**DIRECTIONS FOR THIS TASK**
Check each line of the data for "PromotionType", and copy the ones that have it.

Items listed in a dataset
^^^^^^^^^^^^^^^^

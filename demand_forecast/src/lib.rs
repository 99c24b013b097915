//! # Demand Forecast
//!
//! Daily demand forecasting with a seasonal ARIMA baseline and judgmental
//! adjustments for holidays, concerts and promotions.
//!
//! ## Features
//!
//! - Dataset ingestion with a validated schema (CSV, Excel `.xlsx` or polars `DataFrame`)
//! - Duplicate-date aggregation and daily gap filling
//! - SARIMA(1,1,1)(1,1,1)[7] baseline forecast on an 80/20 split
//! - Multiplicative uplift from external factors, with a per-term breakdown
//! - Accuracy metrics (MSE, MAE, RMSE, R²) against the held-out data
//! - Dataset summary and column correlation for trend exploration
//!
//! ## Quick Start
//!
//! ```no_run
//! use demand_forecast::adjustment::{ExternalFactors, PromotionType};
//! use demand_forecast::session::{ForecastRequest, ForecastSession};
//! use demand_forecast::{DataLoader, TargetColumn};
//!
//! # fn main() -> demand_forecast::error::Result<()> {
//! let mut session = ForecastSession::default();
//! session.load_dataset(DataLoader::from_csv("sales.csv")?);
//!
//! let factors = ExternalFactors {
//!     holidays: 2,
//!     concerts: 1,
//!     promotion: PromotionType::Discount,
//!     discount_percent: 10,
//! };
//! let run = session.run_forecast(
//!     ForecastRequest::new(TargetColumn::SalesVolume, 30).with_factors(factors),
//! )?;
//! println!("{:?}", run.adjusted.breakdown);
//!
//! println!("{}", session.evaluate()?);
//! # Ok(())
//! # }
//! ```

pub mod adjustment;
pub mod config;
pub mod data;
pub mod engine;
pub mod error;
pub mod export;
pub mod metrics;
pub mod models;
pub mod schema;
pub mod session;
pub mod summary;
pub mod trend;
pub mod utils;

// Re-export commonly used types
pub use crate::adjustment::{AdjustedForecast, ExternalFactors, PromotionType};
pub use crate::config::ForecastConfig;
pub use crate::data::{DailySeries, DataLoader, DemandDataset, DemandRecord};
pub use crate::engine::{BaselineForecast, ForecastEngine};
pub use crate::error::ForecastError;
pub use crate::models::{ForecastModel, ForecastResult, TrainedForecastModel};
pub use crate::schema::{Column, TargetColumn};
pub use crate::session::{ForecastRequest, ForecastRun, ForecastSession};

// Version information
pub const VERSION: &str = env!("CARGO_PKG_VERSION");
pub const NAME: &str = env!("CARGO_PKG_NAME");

^^^^^^^^^^^^^^^^

**SOLUTION**
//! use demand_forecast::adjustment::{ExternalFactors, PromotionType};
//!     promotion: PromotionType::Discount,
pub use crate::adjustment::{AdjustedForecast, ExternalFactors, PromotionType};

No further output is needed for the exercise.